I'm a fan of a Vegetable Gardeners page on Facebook, and am always happy to see my fellow Texans displaying their fresh produce there. Recently the moderator stepped in and said something to the effect of being nice and respecting each others' opinions regarding different growing methods. This shocked me because I had no idea there were such differences of opinion on the matter of growing organically or using conventional methods...or why anyone would be up in arms about someone else's choices!

 

Ike & Eli's Organic Farm grows organically by using organic, non-GMO seeds, organic soil and homemade compost, and the use of natural materials which are chemical-free for gardening purposes.
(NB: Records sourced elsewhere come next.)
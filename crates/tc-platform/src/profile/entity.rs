//! Culture and Preference Entities
//!
//! Per-user questionnaires, one record each per user. Every field is
//! optional in storage; upserts merge the fields they carry and the
//! overview fills remaining gaps with zero values.

use serde::{de::DeserializeOwned, Deserialize, Serialize};
use utoipa::ToSchema;

/// Two-flag motivation group
#[derive(Debug, Clone, Copy, Default, PartialEq, Eq, Serialize, Deserialize, ToSchema)]
#[serde(default)]
pub struct Motivation {
    pub solving_technical_problems: bool,
    pub building_products: bool,
}

#[derive(Debug, Clone, Copy, Default, PartialEq, Eq, Serialize, Deserialize, ToSchema)]
#[serde(default)]
pub struct CareerTrack {
    pub individual_contributor: bool,
    pub manager: bool,
}

#[derive(Debug, Clone, Copy, Default, PartialEq, Eq, Serialize, Deserialize, ToSchema)]
#[serde(default)]
pub struct WorkingEnvironment {
    pub clear_roles_responsibilites: bool,
    pub employees_carry_out_multiple_tasks: bool,
}

/// Importance scale used by remote-work and quiet-office answers
#[derive(Debug, Clone, Copy, Default, PartialEq, Eq, Serialize, Deserialize, ToSchema)]
#[serde(default)]
pub struct Importance {
    pub very_important: bool,
    pub important: bool,
    pub not_important: bool,
}

#[derive(Debug, Clone, Copy, Default, PartialEq, Eq, Serialize, Deserialize, ToSchema)]
#[serde(default)]
pub struct SizeFit {
    pub ideal: bool,
    pub yes: bool,
    pub no: bool,
}

#[derive(Debug, Clone, Copy, Default, PartialEq, Eq, Serialize, Deserialize, ToSchema)]
#[serde(default)]
pub struct CompanySizePreferences {
    pub seed: SizeFit,
    pub early: SizeFit,
    pub mid_size: SizeFit,
    pub large: SizeFit,
    pub very_large: SizeFit,
    pub massive: SizeFit,
}

/// Work-culture answers for one user
#[derive(Debug, Clone, Default, PartialEq, Serialize, Deserialize, ToSchema)]
pub struct Culture {
    /// Always taken from the authenticated caller
    #[serde(default)]
    pub user_id: String,
    #[serde(default, skip_serializing_if = "Option::is_none")]
    pub description: Option<String>,
    #[serde(default, skip_serializing_if = "Option::is_none")]
    pub motivation: Option<Motivation>,
    #[serde(default, skip_serializing_if = "Option::is_none")]
    pub career_track_next_five_years: Option<CareerTrack>,
    #[serde(default, skip_serializing_if = "Option::is_none")]
    pub working_environment: Option<WorkingEnvironment>,
    #[serde(default, skip_serializing_if = "Option::is_none")]
    pub remote_working_policy: Option<Importance>,
    #[serde(default, skip_serializing_if = "Option::is_none")]
    pub quiet_office: Option<Importance>,
    #[serde(default, skip_serializing_if = "Option::is_none")]
    pub interested_markets: Option<Vec<String>>,
    #[serde(default, skip_serializing_if = "Option::is_none")]
    pub not_interested_markets: Option<Vec<String>>,
    #[serde(default, skip_serializing_if = "Option::is_none")]
    pub interested_technologies: Option<Vec<String>>,
    #[serde(default, skip_serializing_if = "Option::is_none")]
    pub not_interested_technologies: Option<Vec<String>>,
}

/// Job-search preferences for one user
#[derive(Debug, Clone, Default, PartialEq, Serialize, Deserialize, ToSchema)]
pub struct Preference {
    /// Always taken from the authenticated caller
    #[serde(default)]
    pub user_id: String,
    #[serde(default, skip_serializing_if = "Option::is_none")]
    pub where_in_job_search: Option<String>,
    #[serde(default, skip_serializing_if = "Option::is_none")]
    pub sponsorship_requirement_to_work_in_us: Option<bool>,
    #[serde(default, skip_serializing_if = "Option::is_none")]
    pub legally_to_work_in_us: Option<bool>,
    #[serde(default, skip_serializing_if = "Option::is_none")]
    pub job_type: Option<String>,
    #[serde(default, skip_serializing_if = "Option::is_none")]
    pub preferred_locations: Option<Vec<String>>,
    #[serde(default, skip_serializing_if = "Option::is_none")]
    pub open_to_work_remotely: Option<bool>,
    #[serde(default, skip_serializing_if = "Option::is_none")]
    pub desired_salary_currency: Option<String>,
    #[serde(default, skip_serializing_if = "Option::is_none")]
    pub desired_salary_amount: Option<f64>,
    #[serde(default, skip_serializing_if = "Option::is_none")]
    pub company_size_preferences: Option<CompanySizePreferences>,
}

/// A record stored at most once per user, keyed by `user_id`
pub trait ProfileRecord: Serialize + DeserializeOwned + Clone + Send + Sync + Unpin + 'static {
    const ENTITY: &'static str;
    const COLLECTION: &'static str;

    fn user_id(&self) -> &str;

    fn set_user_id(&mut self, user_id: &str);

    /// Overwrite the fields `update` carries, keep the rest
    fn merge(&mut self, update: Self);
}

macro_rules! merge_fields {
    ($target:expr, $update:expr, $($field:ident),+ $(,)?) => {
        $(
            if $update.$field.is_some() {
                $target.$field = $update.$field;
            }
        )+
    };
}

impl ProfileRecord for Culture {
    const ENTITY: &'static str = "Culture";
    const COLLECTION: &'static str = "culture";

    fn user_id(&self) -> &str {
        &self.user_id
    }

    fn set_user_id(&mut self, user_id: &str) {
        self.user_id = user_id.to_string();
    }

    fn merge(&mut self, update: Self) {
        merge_fields!(
            self,
            update,
            description,
            motivation,
            career_track_next_five_years,
            working_environment,
            remote_working_policy,
            quiet_office,
            interested_markets,
            not_interested_markets,
            interested_technologies,
            not_interested_technologies,
        );
    }
}

impl ProfileRecord for Preference {
    const ENTITY: &'static str = "Preference";
    const COLLECTION: &'static str = "preference";

    fn user_id(&self) -> &str {
        &self.user_id
    }

    fn set_user_id(&mut self, user_id: &str) {
        self.user_id = user_id.to_string();
    }

    fn merge(&mut self, update: Self) {
        merge_fields!(
            self,
            update,
            where_in_job_search,
            sponsorship_requirement_to_work_in_us,
            legally_to_work_in_us,
            job_type,
            preferred_locations,
            open_to_work_remotely,
            desired_salary_currency,
            desired_salary_amount,
            company_size_preferences,
        );
    }
}

#[cfg(test)]
mod tests {
    use super::*;

    #[test]
    fn test_partial_nested_group_fills_missing_flags() {
        let culture: Culture = serde_json::from_value(serde_json::json!({
            "user_id": "u1",
            "quiet_office": { "important": true }
        }))
        .unwrap();

        let quiet = culture.quiet_office.unwrap();
        assert!(quiet.important);
        assert!(!quiet.very_important);
        assert!(culture.motivation.is_none());
    }

    #[test]
    fn test_merge_keeps_untouched_fields() {
        let mut stored = Culture {
            user_id: "u1".to_string(),
            description: Some("builder".to_string()),
            interested_markets: Some(vec!["fintech".to_string()]),
            ..Culture::default()
        };

        stored.merge(Culture {
            description: Some("manager".to_string()),
            ..Culture::default()
        });

        assert_eq!(stored.description.as_deref(), Some("manager"));
        assert_eq!(stored.interested_markets, Some(vec!["fintech".to_string()]));
        assert_eq!(stored.user_id, "u1");
    }

    #[test]
    fn test_unset_fields_are_not_stored() {
        let pref = Preference {
            user_id: "u1".to_string(),
            job_type: Some("full-time".to_string()),
            ..Preference::default()
        };
        let doc = bson::to_document(&pref).unwrap();
        assert_eq!(doc.len(), 2);
        assert!(doc.get("company_size_preferences").is_none());
    }
}
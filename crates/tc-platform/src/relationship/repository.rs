//! Edge Repository
//!
//! Shared persistence for follows, bookmarks and community memberships.
//! Inserts never check first: the unique `(parent, actor)` index rejects
//! duplicates and the rejection becomes `PlatformError::Duplicate`.

use std::time::Duration;

use async_trait::async_trait;
use futures::TryStreamExt;
use mongodb::{bson::doc, Collection, Database};

use crate::relationship::entity::Edge;
use crate::shared::deadline::bounded;
use crate::shared::error::{PlatformError, Result, UniqueKey};

#[async_trait]
pub trait EdgeStore<E: Edge>: Send + Sync {
    async fn insert(&self, edge: &E) -> Result<()>;

    async fn find(&self, parent_id: &str, actor_id: &str) -> Result<Option<E>>;

    /// Returns whether an edge was removed
    async fn delete(&self, parent_id: &str, actor_id: &str) -> Result<bool>;

    async fn count_by_parent(&self, parent_id: &str) -> Result<u64>;

    /// Edges of one parent in creation order (by id)
    async fn list_by_parent(&self, parent_id: &str, offset: u64, limit: i64) -> Result<Vec<E>>;
}

/// Formats the pair reported in a duplicate error
pub fn edge_key<E: Edge>(parent_id: &str, actor_id: &str) -> (String, String) {
    (
        format!("{},{}", E::PARENT_FIELD, E::ACTOR_FIELD),
        format!("{}/{}", parent_id, actor_id),
    )
}

pub struct MongoEdgeStore<E: Edge> {
    collection: Collection<E>,
    timeout: Duration,
}

impl<E: Edge> MongoEdgeStore<E> {
    pub fn new(db: &Database, timeout: Duration) -> Self {
        Self {
            collection: db.collection(E::COLLECTION),
            timeout,
        }
    }
}

#[async_trait]
impl<E: Edge> EdgeStore<E> for MongoEdgeStore<E> {
    async fn insert(&self, edge: &E) -> Result<()> {
        bounded(self.timeout, "edges.insert", async {
            let index = E::unique_index();
            let (field, value) = edge_key::<E>(edge.parent_id(), edge.actor_id());
            let keys = [UniqueKey { index: &index, field: &field, value: &value }];

            self.collection
                .insert_one(edge)
                .await
                .map_err(|e| PlatformError::from_write(e, E::ENTITY, &keys))?;
            Ok(())
        })
        .await
    }

    async fn find(&self, parent_id: &str, actor_id: &str) -> Result<Option<E>> {
        bounded(self.timeout, "edges.find", async {
            Ok(self
                .collection
                .find_one(doc! { E::PARENT_FIELD: parent_id, E::ACTOR_FIELD: actor_id })
                .await?)
        })
        .await
    }

    async fn delete(&self, parent_id: &str, actor_id: &str) -> Result<bool> {
        bounded(self.timeout, "edges.delete", async {
            let result = self
                .collection
                .delete_one(doc! { E::PARENT_FIELD: parent_id, E::ACTOR_FIELD: actor_id })
                .await?;
            Ok(result.deleted_count > 0)
        })
        .await
    }

    async fn count_by_parent(&self, parent_id: &str) -> Result<u64> {
        bounded(self.timeout, "edges.count_by_parent", async {
            Ok(self
                .collection
                .count_documents(doc! { E::PARENT_FIELD: parent_id })
                .await?)
        })
        .await
    }

    async fn list_by_parent(&self, parent_id: &str, offset: u64, limit: i64) -> Result<Vec<E>> {
        bounded(self.timeout, "edges.list_by_parent", async {
            let cursor = self
                .collection
                .find(doc! { E::PARENT_FIELD: parent_id })
                .sort(doc! { "_id": 1 })
                .skip(offset)
                .limit(limit)
                .await?;
            Ok(cursor.try_collect().await?)
        })
        .await
    }
}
That means that our produce comes in a lot slower and is typically smaller than conventional foods, but because it's not our sole income, we're okay with that. We farm organically because it aligns with our zero-waste lifestyle, and because we just think it's groovy to do so. However, after our organic butterfly garden experience in 2010, we did practice our farming with conventional methods and enjoyed the results just as much as we do now. Check it out!:

 

Here is organic fennel and pineapple sage with Chompers, our caterpillar. (We actually named all of the caterpillars Chompers, so he could've been a later generation.) When butterflies are attracted to plants and lay their eggs, the plants go kaput from the caterpillars eating them. Great for organic living, but bad for garden aesthetics!

 

Now, here is a picture of Ike with a zucchini that was grown using conventional methods:

And some cherry tomatoes grown conventionally. As you can see, there is no physical difference. (And I can tell you...I didn't really taste a difference either.)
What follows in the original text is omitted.